Taufik menjelaskan bahwa sertifikasi wartawan yang diwajibkan oleh Dewan Pers idealnya memberikan perlindungan baik bagi wartawan maupun narasumber dari disinformasi.
"Peran wartawan sebagai penyampai informasi penting berbasis fakta kepada publik sangatlah krusial. Namun, wartawan bukan manusia super yang selalu benar. Jika terjadi kesalahan dalam penyebaran informasi, hak jawab dan hak koreksi perlu digunakan," kata Taufik.
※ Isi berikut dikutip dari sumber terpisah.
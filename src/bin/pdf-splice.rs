//! PDF Splice CLI tool
//!
//! Merge PDFs, import images and manage watermarks and stamps.

use anyhow::{bail, Context as _, Result};
use clap::{Args, Parser, Subcommand};
use glob::glob;
use std::path::{Path, PathBuf};
use std::process;

use pdf_splice::context::load_context;
use pdf_splice::params::{apply_watermark_details, parse_import_details, parse_text_watermark_details};
use pdf_splice::pdf::{extract_metadata, import_images_to_file, merge_pdfs, read_image, MergeOptions};
use pdf_splice::watermark::{add_watermarks_to_file, has_watermarks, remove_watermarks_from_file, BatchReport};
use pdf_splice::Watermark;

/// PDF Splice - merge documents and manage watermarks
#[derive(Parser)]
#[command(name = "pdf-splice")]
#[command(author, version, about, long_about = None)]
#[command(after_help = "EXAMPLES:
    # Merge numbered PDFs in order
    pdf-splice merge -o handout.pdf \"[0-9]*.pdf\"

    # Diagonal text watermark behind the page content
    pdf-splice watermark in.pdf -o out.pdf --text \"Draft\" -d \"op:0.4, s:0.8\"

    # Stamp page 1 of a letterhead on pages 1-3, replacing an older stamp
    pdf-splice stamp in.pdf -o out.pdf --pdf letterhead.pdf --donor-page 1 --pages 1-3 --update

    # Remove all watermarks and stamps
    pdf-splice remove in.pdf -o clean.pdf")]
struct Cli {
    /// Log debug details; RUST_LOG takes precedence
    #[arg(short, long, action = clap::ArgAction::Count, global = true)]
    verbose: u8,

    #[command(subcommand)]
    command: Commands,
}

#[derive(Subcommand)]
enum Commands {
    /// Merge multiple PDF files into one
    Merge {
        /// Input PDF files (in order). Supports glob patterns like "*.pdf"
        #[arg(required = true)]
        inputs: Vec<String>,

        /// Output PDF file path
        #[arg(short, long)]
        output: PathBuf,
    },

    /// Add a watermark drawn behind the page content
    Watermark(OverlayArgs),

    /// Add a stamp drawn over the page content
    Stamp(OverlayArgs),

    /// Remove watermarks and stamps
    Remove {
        /// Input PDF file
        input: PathBuf,

        /// Output PDF file path
        #[arg(short, long)]
        output: PathBuf,

        /// Pages to process, e.g. "1,3,5-7" (default: all)
        #[arg(long)]
        pages: Option<String>,
    },

    /// Report whether a PDF carries watermarks or stamps
    Detect {
        /// PDF file to inspect
        input: PathBuf,
    },

    /// Append JPEG images as new pages
    Import {
        /// JPEG files (in order). Supports glob patterns like "*.jpg"
        #[arg(required = true)]
        images: Vec<String>,

        /// Output PDF file path
        #[arg(short, long)]
        output: PathBuf,

        /// Existing PDF to append to (default: start a new document)
        #[arg(long)]
        into: Option<PathBuf>,

        /// Import description, e.g. "f:A4L, pos:c, sc:0.8"
        #[arg(short, long, default_value = "")]
        description: String,
    },

    /// Show information about a PDF file
    Info {
        /// PDF file to inspect
        input: PathBuf,
    },
}

#[derive(Args)]
struct OverlayArgs {
    /// Input PDF file
    input: PathBuf,

    /// Output PDF file path
    #[arg(short, long)]
    output: PathBuf,

    /// Text to draw; "\n" separates lines
    #[arg(long, conflicts_with_all = ["pdf", "image"], required_unless_present_any = ["pdf", "image"])]
    text: Option<String>,

    /// PDF whose page is drawn
    #[arg(long, conflicts_with = "image")]
    pdf: Option<PathBuf>,

    /// Donor page for --pdf; 0 maps donor page i onto page i
    #[arg(long, default_value_t = 1)]
    donor_page: usize,

    /// JPEG image to draw
    #[arg(long)]
    image: Option<PathBuf>,

    /// Description, e.g. "rot:45, op:0.5, pos:bl, off:10 10"
    #[arg(short, long, default_value = "")]
    description: String,

    /// Pages to process, e.g. "1,3,5-7" (default: all)
    #[arg(long)]
    pages: Option<String>,

    /// Replace overlays applied earlier instead of adding another one
    #[arg(long)]
    update: bool,
}

fn main() {
    let cli = Cli::parse();

    let level = if cli.verbose > 0 { "debug" } else { "warn" };
    env_logger::Builder::from_env(env_logger::Env::default().default_filter_or(level)).init();

    let result = match cli.command {
        Commands::Merge { inputs, output } => cmd_merge(inputs, output),
        Commands::Watermark(args) => cmd_overlay(args, false),
        Commands::Stamp(args) => cmd_overlay(args, true),
        Commands::Remove { input, output, pages } => cmd_remove(input, output, pages),
        Commands::Detect { input } => cmd_detect(input),
        Commands::Import { images, output, into, description } => cmd_import(images, output, into, description),
        Commands::Info { input } => cmd_info(input),
    };

    if let Err(e) = result {
        eprintln!("Error: {:#}", e);
        process::exit(1);
    }
}

/// Expand glob patterns in input paths
fn expand_globs(patterns: Vec<String>) -> Result<Vec<PathBuf>> {
    let mut paths = Vec::new();

    for pattern in patterns {
        // Check if pattern contains glob characters
        if pattern.contains('*') || pattern.contains('?') || pattern.contains('[') {
            let mut matched = Vec::new();
            for entry in glob(&pattern)? {
                match entry {
                    Ok(path) => matched.push(path),
                    Err(e) => eprintln!("Warning: glob error for {}: {}", pattern, e),
                }
            }
            if matched.is_empty() {
                bail!("No files matched pattern: {}", pattern);
            }
            // Sort each pattern's matches; explicit argument order is kept
            matched.sort();
            paths.extend(matched);
        } else {
            paths.push(PathBuf::from(pattern));
        }
    }

    Ok(paths)
}

/// Range ends above this are cut back to it
const MAX_PAGES: usize = 100_000;

/// Parse a page selection like "1,3,5-7"
fn parse_pages(spec: Option<&str>) -> Result<Vec<usize>> {
    let Some(spec) = spec else { return Ok(Vec::new()) };

    let mut pages = Vec::new();
    for part in spec.split(',').map(str::trim).filter(|p| !p.is_empty()) {
        match part.split_once('-') {
            Some((from, to)) => {
                let from: usize = from.trim().parse().with_context(|| format!("invalid page range: {}", part))?;
                let to: usize = to.trim().parse().with_context(|| format!("invalid page range: {}", part))?;
                if from == 0 || from > to || from > MAX_PAGES {
                    bail!("invalid page range: {}", part);
                }
                pages.extend(from..=to.min(MAX_PAGES));
            }
            None => {
                let page: usize = part.parse().with_context(|| format!("invalid page number: {}", part))?;
                if page == 0 {
                    bail!("page numbers start at 1");
                }
                if page > MAX_PAGES {
                    bail!("page {} is beyond the last supported page {}", page, MAX_PAGES);
                }
                pages.push(page);
            }
        }
    }
    Ok(pages)
}

fn require_input(path: &Path) -> Result<()> {
    if !path.exists() {
        bail!("Input file not found: {}", path.display());
    }
    Ok(())
}

fn print_report(report: &BatchReport) {
    eprintln!(
        "{} page(s) done, {} skipped, {} failed",
        report.succeeded.len(),
        report.skipped.len(),
        report.failed.len()
    );
    for (page, err) in &report.failed {
        eprintln!("  page {}: {}", page, err);
    }
}

/// Merge multiple PDFs into one
fn cmd_merge(inputs: Vec<String>, output: PathBuf) -> Result<()> {
    let inputs = expand_globs(inputs)?;
    for path in &inputs {
        require_input(path)?;
    }

    eprintln!("Merging {} PDF files...", inputs.len());

    let options = MergeOptions {
        input_paths: inputs,
        output_path: output.clone(),
    };
    merge_pdfs(&options)?;

    eprintln!("Merged to: {}", output.display());
    Ok(())
}

/// Build the overlay from the command line arguments
fn build_watermark(args: &OverlayArgs, on_top: bool) -> Result<Watermark> {
    let wm = if let Some(text) = &args.text {
        parse_text_watermark_details(text, &args.description, on_top)?
    } else if let Some(pdf) = &args.pdf {
        let donor = load_context(pdf).with_context(|| format!("reading {}", pdf.display()))?;
        apply_watermark_details(Watermark::pdf(donor, args.donor_page, on_top), &args.description)?
    } else if let Some(image) = &args.image {
        let img = read_image(image).with_context(|| format!("reading {}", image.display()))?;
        apply_watermark_details(Watermark::image(img.xobject, img.width, img.height, on_top), &args.description)?
    } else {
        bail!("one of --text, --pdf or --image is required");
    };
    Ok(wm)
}

/// Add a watermark or stamp
fn cmd_overlay(args: OverlayArgs, on_top: bool) -> Result<()> {
    require_input(&args.input)?;
    let pages = parse_pages(args.pages.as_deref())?;

    let mut wm = build_watermark(&args, on_top)?;
    wm.update = args.update;

    eprintln!("Adding {}...", wm.mode_name());
    let report = add_watermarks_to_file(&args.input, &args.output, &pages, &mut wm)?;
    print_report(&report);

    eprintln!("Output: {}", args.output.display());
    if !report.is_success() {
        bail!("{} page(s) failed", report.failed.len());
    }
    Ok(())
}

/// Remove watermarks and stamps
fn cmd_remove(input: PathBuf, output: PathBuf, pages: Option<String>) -> Result<()> {
    require_input(&input)?;
    let pages = parse_pages(pages.as_deref())?;

    eprintln!("Removing watermarks...");
    let report = remove_watermarks_from_file(&input, &output, &pages)?;
    print_report(&report);

    eprintln!("Output: {}", output.display());
    Ok(())
}

/// Report whether a PDF is watermarked
fn cmd_detect(input: PathBuf) -> Result<()> {
    require_input(&input)?;

    if has_watermarks(&input)? {
        println!("{}: watermarked", input.display());
    } else {
        println!("{}: no watermarks", input.display());
    }
    Ok(())
}

/// Append images as pages
fn cmd_import(images: Vec<String>, output: PathBuf, into: Option<PathBuf>, description: String) -> Result<()> {
    let images = expand_globs(images)?;
    if let Some(pdf) = &into {
        require_input(pdf)?;
    }
    let imp = parse_import_details(&description)?;

    eprintln!("Importing {} image(s)...", images.len());
    import_images_to_file(into.as_deref(), &images, &output, &imp)?;

    eprintln!("Output: {}", output.display());
    Ok(())
}

/// Show information about a PDF
fn cmd_info(input: PathBuf) -> Result<()> {
    require_input(&input)?;

    let metadata = extract_metadata(&input)?;

    println!("File: {}", input.display());
    println!("Version: {}", metadata.version);
    println!("Pages: {}", metadata.page_count);

    if let Some(title) = metadata.title {
        println!("Title: {}", title);
    }
    if let Some(author) = metadata.author {
        println!("Author: {}", author);
    }
    println!("Watermarked: {}", if metadata.watermarked { "yes" } else { "no" });

    Ok(())
}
Hak jawab dan hak koreksi, lanjutnya, memiliki peran penting untuk menjaga kebenaran informasi yang disebarkan wartawan. Hal ini diatur dalam Pasal 1 Undang-Undang Nomor 40 Tahun 1999 tentang Pers, sehingga hak tersebut memiliki dasar hukum yang kuat.
Taufik juga mengingatkan bahwa media yang tidak mengindahkan hak jawab bisa dikenakan sanksi hukum pidana dengan denda hingga Rp 500 juta atas pelanggaran Kode Etik Jurnalistik (KEJ), sebagaimana tercantum dalam UU Pers.
"Lembaga pers tidak boleh semena-mena dalam menyampaikan informasi. Semua berita harus berdasarkan fakta dan kebenaran," tegasnya.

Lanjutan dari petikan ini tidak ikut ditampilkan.